> INSTRUCTIONS FOR THE TASK: Copy each entry below exactly.

> PROVIDED RECORDS:
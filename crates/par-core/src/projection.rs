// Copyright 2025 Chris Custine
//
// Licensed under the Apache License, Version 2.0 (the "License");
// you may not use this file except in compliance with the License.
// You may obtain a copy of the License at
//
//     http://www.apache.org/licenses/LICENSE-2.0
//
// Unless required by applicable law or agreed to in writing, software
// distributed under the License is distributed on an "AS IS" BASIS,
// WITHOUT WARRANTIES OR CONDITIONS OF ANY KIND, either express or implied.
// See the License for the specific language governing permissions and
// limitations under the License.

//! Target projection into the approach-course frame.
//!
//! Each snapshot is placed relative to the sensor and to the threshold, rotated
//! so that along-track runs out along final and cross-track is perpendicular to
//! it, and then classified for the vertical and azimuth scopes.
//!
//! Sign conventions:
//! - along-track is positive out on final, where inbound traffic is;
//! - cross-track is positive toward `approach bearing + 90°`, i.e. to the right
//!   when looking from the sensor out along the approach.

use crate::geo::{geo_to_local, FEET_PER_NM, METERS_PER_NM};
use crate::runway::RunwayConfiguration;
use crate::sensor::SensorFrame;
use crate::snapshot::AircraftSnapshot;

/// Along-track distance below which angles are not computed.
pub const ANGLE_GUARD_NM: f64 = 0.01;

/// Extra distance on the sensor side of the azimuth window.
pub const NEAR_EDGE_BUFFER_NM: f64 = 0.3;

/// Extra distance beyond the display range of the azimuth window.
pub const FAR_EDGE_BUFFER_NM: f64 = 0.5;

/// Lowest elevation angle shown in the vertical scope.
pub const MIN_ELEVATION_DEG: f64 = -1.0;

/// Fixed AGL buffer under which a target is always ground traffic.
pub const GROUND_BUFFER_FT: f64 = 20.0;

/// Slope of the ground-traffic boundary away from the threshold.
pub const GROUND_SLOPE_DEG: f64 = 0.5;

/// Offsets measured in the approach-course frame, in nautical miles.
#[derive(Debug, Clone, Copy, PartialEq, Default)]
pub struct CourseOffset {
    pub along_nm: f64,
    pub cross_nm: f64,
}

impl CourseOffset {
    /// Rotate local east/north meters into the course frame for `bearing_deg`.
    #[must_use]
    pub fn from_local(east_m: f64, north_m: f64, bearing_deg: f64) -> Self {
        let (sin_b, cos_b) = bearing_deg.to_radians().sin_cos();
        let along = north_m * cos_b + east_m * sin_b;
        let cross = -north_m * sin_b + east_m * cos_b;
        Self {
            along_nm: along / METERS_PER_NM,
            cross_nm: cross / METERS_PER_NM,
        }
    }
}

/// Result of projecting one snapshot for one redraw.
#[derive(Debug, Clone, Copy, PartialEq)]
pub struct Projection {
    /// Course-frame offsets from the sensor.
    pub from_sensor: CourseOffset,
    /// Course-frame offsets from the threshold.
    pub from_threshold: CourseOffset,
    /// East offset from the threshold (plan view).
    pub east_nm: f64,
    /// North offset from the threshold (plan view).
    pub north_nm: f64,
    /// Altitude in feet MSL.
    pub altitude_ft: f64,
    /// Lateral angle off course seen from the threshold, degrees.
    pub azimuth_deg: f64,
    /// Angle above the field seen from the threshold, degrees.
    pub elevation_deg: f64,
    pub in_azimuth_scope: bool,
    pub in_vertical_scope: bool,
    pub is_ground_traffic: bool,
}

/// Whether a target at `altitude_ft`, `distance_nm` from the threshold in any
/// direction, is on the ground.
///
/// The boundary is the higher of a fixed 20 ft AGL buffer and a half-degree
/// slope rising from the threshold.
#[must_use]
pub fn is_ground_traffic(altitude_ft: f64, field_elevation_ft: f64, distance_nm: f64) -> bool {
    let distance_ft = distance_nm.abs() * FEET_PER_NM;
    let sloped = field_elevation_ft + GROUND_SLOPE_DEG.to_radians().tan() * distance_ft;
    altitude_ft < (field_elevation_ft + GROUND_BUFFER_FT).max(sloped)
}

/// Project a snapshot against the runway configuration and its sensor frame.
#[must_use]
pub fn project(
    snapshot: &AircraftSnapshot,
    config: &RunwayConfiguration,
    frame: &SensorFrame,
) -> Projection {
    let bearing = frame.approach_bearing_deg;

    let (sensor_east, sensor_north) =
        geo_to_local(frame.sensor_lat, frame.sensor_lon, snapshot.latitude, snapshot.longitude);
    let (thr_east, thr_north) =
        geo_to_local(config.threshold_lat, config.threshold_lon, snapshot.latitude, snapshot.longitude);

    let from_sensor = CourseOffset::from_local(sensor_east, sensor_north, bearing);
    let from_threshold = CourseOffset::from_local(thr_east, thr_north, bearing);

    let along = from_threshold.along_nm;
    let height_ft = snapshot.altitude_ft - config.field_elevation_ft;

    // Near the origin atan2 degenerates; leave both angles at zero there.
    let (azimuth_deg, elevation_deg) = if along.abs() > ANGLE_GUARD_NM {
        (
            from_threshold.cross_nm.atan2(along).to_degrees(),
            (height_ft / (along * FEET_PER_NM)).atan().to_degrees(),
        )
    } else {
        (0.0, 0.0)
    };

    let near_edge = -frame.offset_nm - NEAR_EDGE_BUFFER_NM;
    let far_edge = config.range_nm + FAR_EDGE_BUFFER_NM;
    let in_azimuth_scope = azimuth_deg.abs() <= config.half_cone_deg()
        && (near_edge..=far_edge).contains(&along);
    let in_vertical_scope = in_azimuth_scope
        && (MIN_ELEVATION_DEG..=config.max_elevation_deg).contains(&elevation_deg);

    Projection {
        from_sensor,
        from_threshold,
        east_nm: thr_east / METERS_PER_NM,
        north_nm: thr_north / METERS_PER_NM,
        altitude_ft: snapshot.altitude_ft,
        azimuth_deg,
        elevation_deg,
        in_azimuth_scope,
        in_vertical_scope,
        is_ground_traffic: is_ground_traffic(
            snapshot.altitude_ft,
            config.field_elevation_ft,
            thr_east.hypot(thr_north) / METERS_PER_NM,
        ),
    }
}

> RESPONSE:
filename crates/par-core/src/projection.rs
// Copyright 2025 Chris Custine
//
// Licensed under the Apache License, Version 2.0 (the "License");
// you may not use this file except in compliance with the License.
// You may obtain a copy of the License at
//
//     http://www.apache.org/licenses/LICENSE-2.0
//
// Unless required by applicable law or agreed to in writing, software
// distributed under the License is distributed on an "AS IS" BASIS,
// WITHOUT WARRANTIES OR CONDITIONS OF ANY KIND, either express or implied.
// See the License for the specific language governing permissions and
// limitations under the License.

//! Target projection into the approach-course frame.
//!
//! Each snapshot is placed relative to the sensor and to the threshold, rotated
//! so that along-track runs out along final and cross-track is perpendicular to
//! it, and then classified for the vertical and azimuth scopes.
//!
//! Sign conventions:
//! - along-track is positive out on final, where inbound traffic is;
//! - cross-track is positive toward `approach bearing + 90°`, i.e. to the right
//!   when looking from the sensor out along the approach.

use crate::geo::{geo_to_local, FEET_PER_NM, METERS_PER_NM};
use crate::runway::RunwayConfiguration;
use crate::sensor::SensorFrame;
use crate::snapshot::AircraftSnapshot;

/// Along-track distance below which angles are not computed.
pub const ANGLE_GUARD_NM: f64 = 0.01;

/// Extra distance on the sensor side of the azimuth window.
pub const NEAR_EDGE_BUFFER_NM: f64 = 0.3;

/// Extra distance beyond the display range of the azimuth window.
pub const FAR_EDGE_BUFFER_NM: f64 = 0.5;

/// Lowest elevation angle shown in the vertical scope.
pub const MIN_ELEVATION_DEG: f64 = -1.0;

/// Fixed AGL buffer under which a target is always ground traffic.
pub const GROUND_BUFFER_FT: f64 = 20.0;

/// Slope of the ground-traffic boundary away from the threshold.
pub const GROUND_SLOPE_DEG: f64 = 0.5;

/// Offsets measured in the approach-course frame, in nautical miles.
#[derive(Debug, Clone, Copy, PartialEq, Default)]
pub struct CourseOffset {
    pub along_nm: f64,
    pub cross_nm: f64,
}

impl CourseOffset {
    /// Rotate local east/north meters into the course frame for `bearing_deg`.
    #[must_use]
    pub fn from_local(east_m: f64, north_m: f64, bearing_deg: f64) -> Self {
        let (sin_b, cos_b) = bearing_deg.to_radians().sin_cos();
        let along = north_m * cos_b + east_m * sin_b;
        let cross = -north_m * sin_b + east_m * cos_b;
        Self {
            along_nm: along / METERS_PER_NM,
            cross_nm: cross / METERS_PER_NM,
        }
    }
}

/// Result of projecting one snapshot for one redraw.
#[derive(Debug, Clone, Copy, PartialEq)]
pub struct Projection {
    /// Course-frame offsets from the sensor.
    pub from_sensor: CourseOffset,
    /// Course-frame offsets from the threshold.
    pub from_threshold: CourseOffset,
    /// East offset from the threshold (plan view).
    pub east_nm: f64,
    /// North offset from the threshold (plan view).
    pub north_nm: f64,
    /// Altitude in feet MSL.
    pub altitude_ft: f64,
    /// Lateral angle off course seen from the threshold, degrees.
    pub azimuth_deg: f64,
    /// Angle above the field seen from the threshold, degrees.
    pub elevation_deg: f64,
    pub in_azimuth_scope: bool,
    pub in_vertical_scope: bool,
    pub is_ground_traffic: bool,
}

/// Whether a target at `altitude_ft`, `distance_nm` from the threshold in any
/// direction, is on the ground.
///
/// The boundary is the higher of a fixed 20 ft AGL buffer and a half-degree
/// slope rising from the threshold.
#[must_use]
pub fn is_ground_traffic(altitude_ft: f64, field_elevation_ft: f64, distance_nm: f64) -> bool {
    let distance_ft = distance_nm.abs() * FEET_PER_NM;
    let sloped = field_elevation_ft + GROUND_SLOPE_DEG.to_radians().tan() * distance_ft;
    altitude_ft < (field_elevation_ft + GROUND_BUFFER_FT).max(sloped)
}

/// Project a snapshot against the runway configuration and its sensor frame.
#[must_use]
pub fn project(
    snapshot: &AircraftSnapshot,
    config: &RunwayConfiguration,
    frame: &SensorFrame,
) -> Projection {
    let bearing = frame.approach_bearing_deg;

    let (sensor_east, sensor_north) =
        geo_to_local(frame.sensor_lat, frame.sensor_lon, snapshot.latitude, snapshot.longitude);
    let (thr_east, thr_north) =
        geo_to_local(config.threshold_lat, config.threshold_lon, snapshot.latitude, snapshot.longitude);

    let from_sensor = CourseOffset::from_local(sensor_east, sensor_north, bearing);
    let from_threshold = CourseOffset::from_local(thr_east, thr_north, bearing);

    let along = from_threshold.along_nm;
    let height_ft = snapshot.altitude_ft - config.field_elevation_ft;

    // Near the origin atan2 degenerates; leave both angles at zero there.
    let (azimuth_deg, elevation_deg) = if along.abs() > ANGLE_GUARD_NM {
        (
            from_threshold.cross_nm.atan2(along).to_degrees(),
            (height_ft / (along * FEET_PER_NM)).atan().to_degrees(),
        )
    } else {
        (0.0, 0.0)
    };

    let near_edge = -frame.offset_nm - NEAR_EDGE_BUFFER_NM;
    let far_edge = config.range_nm + FAR_EDGE_BUFFER_NM;
    let in_azimuth_scope = azimuth_deg.abs() <= config.half_cone_deg()
        && (near_edge..=far_edge).contains(&along);
    let in_vertical_scope = in_azimuth_scope
        && (MIN_ELEVATION_DEG..=config.max_elevation_deg).contains(&elevation_deg);

    Projection {
        from_sensor,
        from_threshold,
        east_nm: thr_east / METERS_PER_NM,
        north_nm: thr_north / METERS_PER_NM,
        altitude_ft: snapshot.altitude_ft,
        azimuth_deg,
        elevation_deg,
        in_azimuth_scope,
        in_vertical_scope,
        is_ground_traffic: is_ground_traffic(
            snapshot.altitude_ft,
            config.field_elevation_ft,
            thr_east.hypot(thr_north) / METERS_PER_NM,
        ),
    }
}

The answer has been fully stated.